Windows GPU VM Stops Automatically After Deployment Due to Guest ACPI Standby Policy

Problem

A Windows virtual machine deployed with a vGPU profile stops automatically within minutes to hours of deployment or after a Windows Update reboot, with no user-initiated action. The VM transitions to a SHUTOFF state and the Compute Service reports the instance as stopped. The issue is intermittent in appearance — the VM is running immediately after deployment but stops silently once the guest becomes idle.

Environment

  • Private Cloud Director Virtualization - All versions

  • Self-Hosted Private Cloud Director Virtualization - All versions

  • Component: Compute Service, vGPU (NVIDIA L40S or equivalent SR-IOV vGPU profile)

  • Guest OS: Windows 11 (any build) or Windows Server

Cause

The Windows guest has ACPI S3 deep sleep (standby) enabled in its power plan. When the guest sits idle beyond the configured standby timeout — the Windows default is 15 minutes on AC power — the guest silently transitions to ACPI S3 sleep state.

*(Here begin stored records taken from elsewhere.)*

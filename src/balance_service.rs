// ===============================
// src/balance_service.rs
// ===============================
//
// Records the mark-to-market value of the latest balance once per
// simulated day (00:00:00 UTC).
//
// Tasks:
// - clock loop : owns the Simulator + tick stream. Forwards every tick
//                (un-acked) over one ordered channel. Alarms fired by a
//                tick are held back until the next tick arrives (or the
//                stream ends), then forwarded ahead of it, stamped with
//                that next tick's publish seq as cutoff.
// - record loop: owns prices, latest balance and the snapshots. Acks a
//                message only after applying it.
//
// A snapshot for day D is valued at the price of the tick that crossed D,
// with the last balance published before the following tick. Balance
// updates are applied in publish order relative to ticks, never ahead of
// an alarm whose cutoff they miss.
//
use chrono::{DateTime, Utc};
use thiserror::Error;
use tokio::{
    sync::{mpsc, oneshot},
    task::JoinHandle,
};
use tracing::{debug, error, info};

use crate::asset::{Balance, BalanceError, Prices};
use crate::clock::{ClockError, Simulator};
use crate::domain::{BalanceSnap, CodecError, Tick};
use crate::metrics::{NET_WORTH, SNAPSHOTS};
use crate::pubsub::{Message, Pubsub, PubsubError};

pub const TICK_TOPIC: &str = "tick";
pub const BALANCE_TOPIC: &str = "balance";

// tick + balance
const SOURCES: usize = 2;

#[derive(Debug, Error)]
pub enum ServiceError {
    #[error("subscribe: {0}")]
    Subscribe(#[from] PubsubError),
    #[error("decode: {0}")]
    Decode(#[from] CodecError),
    #[error("clock: {0}")]
    Clock(#[from] ClockError),
    #[error("snapshot: {0}")]
    Balance(#[from] BalanceError),
    #[error("cancelled before the input streams closed")]
    Cancelled,
    #[error("task failed: {0}")]
    Join(#[from] tokio::task::JoinError),
}

#[derive(Debug, Clone)]
pub struct BalanceServiceCfg {
    /// Asset whose price is tracked from the tick stream.
    pub asset: String,
    /// Initial prices. The capital asset must be present at 1.
    pub prices: Prices,
}

enum ClockEvent {
    Tick(Tick, Message),
    /// `cutoff`: seq of the tick after the one that fired the alarm. `None`
    /// once the tick stream has ended.
    Alarm { date: DateTime<Utc>, cutoff: Option<u64> },
    Failed(ServiceError),
}

pub struct BalanceService;

impl BalanceService {
    /// Subscribes to `tick` and `balance` and starts the service. Firing
    /// `cancel` before both streams close ends it with
    /// `ServiceError::Cancelled`; dropping the sender never cancels.
    pub fn spawn<P: Pubsub>(
        ps: &P,
        cfg: BalanceServiceCfg,
        cancel: oneshot::Receiver<()>,
    ) -> Result<JoinHandle<Result<Vec<BalanceSnap>, ServiceError>>, ServiceError> {
        let ticks = ps.subscribe(TICK_TOPIC)?;
        let balances = ps.subscribe(BALANCE_TOPIC)?;
        info!(asset = %cfg.asset, "balance service: subscribed");
        Ok(tokio::spawn(run(ticks, balances, cfg, cancel)))
    }
}

async fn run(
    mut ticks: mpsc::UnboundedReceiver<Message>,
    balances: mpsc::UnboundedReceiver<Message>,
    cfg: BalanceServiceCfg,
    cancel: oneshot::Receiver<()>,
) -> Result<Vec<BalanceSnap>, ServiceError> {
    let BalanceServiceCfg { asset, mut prices } = cfg;

    // Bootstrap: first tick seeds the price and the clock
    let Some(msg) = ticks.recv().await else {
        info!("balance service: tick stream closed before the first tick");
        return Ok(Vec::new());
    };
    let first = Tick::decode(&msg.payload)?;
    prices.insert(asset.clone(), first.price);
    msg.ack();

    let mut clock = Simulator::new(first.date);
    let alarms = clock.every_day(0, 0, 0)?;
    info!(start = %first.date, price = first.price, "balance service: clock started");

    let (ev_tx, ev_rx) = mpsc::unbounded_channel();
    tokio::spawn(clock_loop(clock, ticks, alarms, ev_tx));

    let ledger = Ledger { asset, prices, latest: None, held: None, snaps: Vec::with_capacity(2048) };
    ledger.run(balances, ev_rx, cancel).await
}

async fn clock_loop(
    mut clock: Simulator,
    mut ticks: mpsc::UnboundedReceiver<Message>,
    mut alarms: mpsc::UnboundedReceiver<DateTime<Utc>>,
    ev_tx: mpsc::UnboundedSender<ClockEvent>,
) {
    debug!("balance service: clock loop started");
    // alarms fired by the previous tick, waiting for their cutoff
    let mut fired: Vec<DateTime<Utc>> = Vec::new();
    collect_alarms(&mut alarms, &mut fired);

    while let Some(msg) = ticks.recv().await {
        let tick = match Tick::decode(&msg.payload) {
            Ok(t) => t,
            Err(e) => {
                error!(%e, seq = msg.seq, "balance service: bad tick payload");
                let _ = ev_tx.send(ClockEvent::Failed(e.into()));
                return;
            }
        };
        if !flush_alarms(&mut fired, Some(msg.seq), &ev_tx) {
            return;
        }
        if let Err(e) = clock.set(tick.date) {
            error!(%e, "balance service: clock fault");
            let _ = ev_tx.send(ClockEvent::Failed(e.into()));
            return;
        }
        if ev_tx.send(ClockEvent::Tick(tick, msg)).is_err() {
            return;
        }
        collect_alarms(&mut alarms, &mut fired);
    }
    flush_alarms(&mut fired, None, &ev_tx);
    info!("balance service: ticks ended, clock stops");
}

fn collect_alarms(alarms: &mut mpsc::UnboundedReceiver<DateTime<Utc>>, fired: &mut Vec<DateTime<Utc>>) {
    while let Ok(date) = alarms.try_recv() {
        fired.push(date);
    }
}

/// False once the record loop is gone.
fn flush_alarms(
    fired: &mut Vec<DateTime<Utc>>,
    cutoff: Option<u64>,
    ev_tx: &mpsc::UnboundedSender<ClockEvent>,
) -> bool {
    fired
        .drain(..)
        .all(|date| ev_tx.send(ClockEvent::Alarm { date, cutoff }).is_ok())
}

struct Ledger {
    asset: String,
    prices: Prices,
    latest: Option<Balance>,
    /// First queued balance published at or after the last cutoff seen.
    held: Option<Message>,
    snaps: Vec<BalanceSnap>,
}

impl Ledger {
    async fn run(
        mut self,
        mut balances: mpsc::UnboundedReceiver<Message>,
        mut events: mpsc::UnboundedReceiver<ClockEvent>,
        mut cancel: oneshot::Receiver<()>,
    ) -> Result<Vec<BalanceSnap>, ServiceError> {
        debug!("balance service: record loop started");
        let mut cancel_armed = true;
        let mut balances_open = true;
        let mut events_open = true;
        let mut closed = 0;
        // alarms fired by the last tick: valued once every balance is in
        let mut last_day: Vec<DateTime<Utc>> = Vec::new();

        while closed < SOURCES {
            tokio::select! {
                biased;

                res = &mut cancel, if cancel_armed => match res {
                    Ok(()) => {
                        error!("balance service: cancelled with live inputs");
                        return Err(ServiceError::Cancelled);
                    }
                    // sender hilang: tidak akan pernah cancel
                    Err(_) => cancel_armed = false,
                },

                ev = events.recv(), if events_open => match ev {
                    Some(ClockEvent::Tick(tick, msg)) => {
                        self.catch_up(&mut balances, msg.seq)?;
                        self.prices.insert(self.asset.clone(), tick.price);
                        msg.ack();
                    }
                    Some(ClockEvent::Alarm { date, cutoff: Some(cutoff) }) => {
                        self.catch_up(&mut balances, cutoff)?;
                        self.snapshot(date)?;
                    }
                    Some(ClockEvent::Alarm { date, cutoff: None }) => last_day.push(date),
                    Some(ClockEvent::Failed(e)) => return Err(e),
                    None => {
                        events_open = false;
                        closed += 1;
                        if let Some(msg) = self.held.take() {
                            self.apply(msg)?;
                        }
                    }
                },

                // free-running only after the last tick; before that,
                // balances are pulled in seq order by catch_up
                msg = balances.recv(), if balances_open && !events_open => match msg {
                    Some(msg) => self.apply(msg)?,
                    None => {
                        balances_open = false;
                        closed += 1;
                    }
                },
            }
        }

        for date in last_day {
            self.snapshot(date)?;
        }
        info!(count = self.snaps.len(), "balance service: inputs closed");
        Ok(self.snaps)
    }

    /// Applies every queued balance published before `cutoff`. The first
    /// later one is parked in `held`.
    fn catch_up(
        &mut self,
        balances: &mut mpsc::UnboundedReceiver<Message>,
        cutoff: u64,
    ) -> Result<(), ServiceError> {
        loop {
            let msg = match self.held.take() {
                Some(msg) => msg,
                None => match balances.try_recv() {
                    Ok(msg) => msg,
                    Err(_) => return Ok(()),
                },
            };
            if msg.seq >= cutoff {
                self.held = Some(msg);
                return Ok(());
            }
            self.apply(msg)?;
        }
    }

    fn apply(&mut self, msg: Message) -> Result<(), ServiceError> {
        self.latest = Some(Balance::decode(&msg.payload)?);
        msg.ack();
        Ok(())
    }

    fn snapshot(&mut self, date: DateTime<Utc>) -> Result<(), ServiceError> {
        let empty = Balance::new();
        let bal = self.latest.as_ref().unwrap_or(&empty);
        let snap = BalanceSnap {
            date,
            amount: bal.total(&self.prices)?,
            price: self.prices.get(&self.asset).copied().unwrap_or_default(),
        };
        debug!(%snap, "balance snap");
        SNAPSHOTS.inc();
        NET_WORTH.set(snap.amount);
        self.snaps.push(snap);
        Ok(())
    }
}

The Compute Service periodically synchronises the guest power state with the hypervisor. When the hypervisor reports vm_power_state=7 (libvirt PMSUSPENDED), the platform interprets this as an unexpected suspension and automatically calls the instance stop API. The VM is then forcibly shut down by the hypervisor and transitions to SHUTOFF state in the platform.

This is expected and documented platform behaviour — the platform treats an unsolicited guest suspend as an anomaly and stops the instance to return it to a consistent state. The root cause is the Windows guest power policy, not a platform defect.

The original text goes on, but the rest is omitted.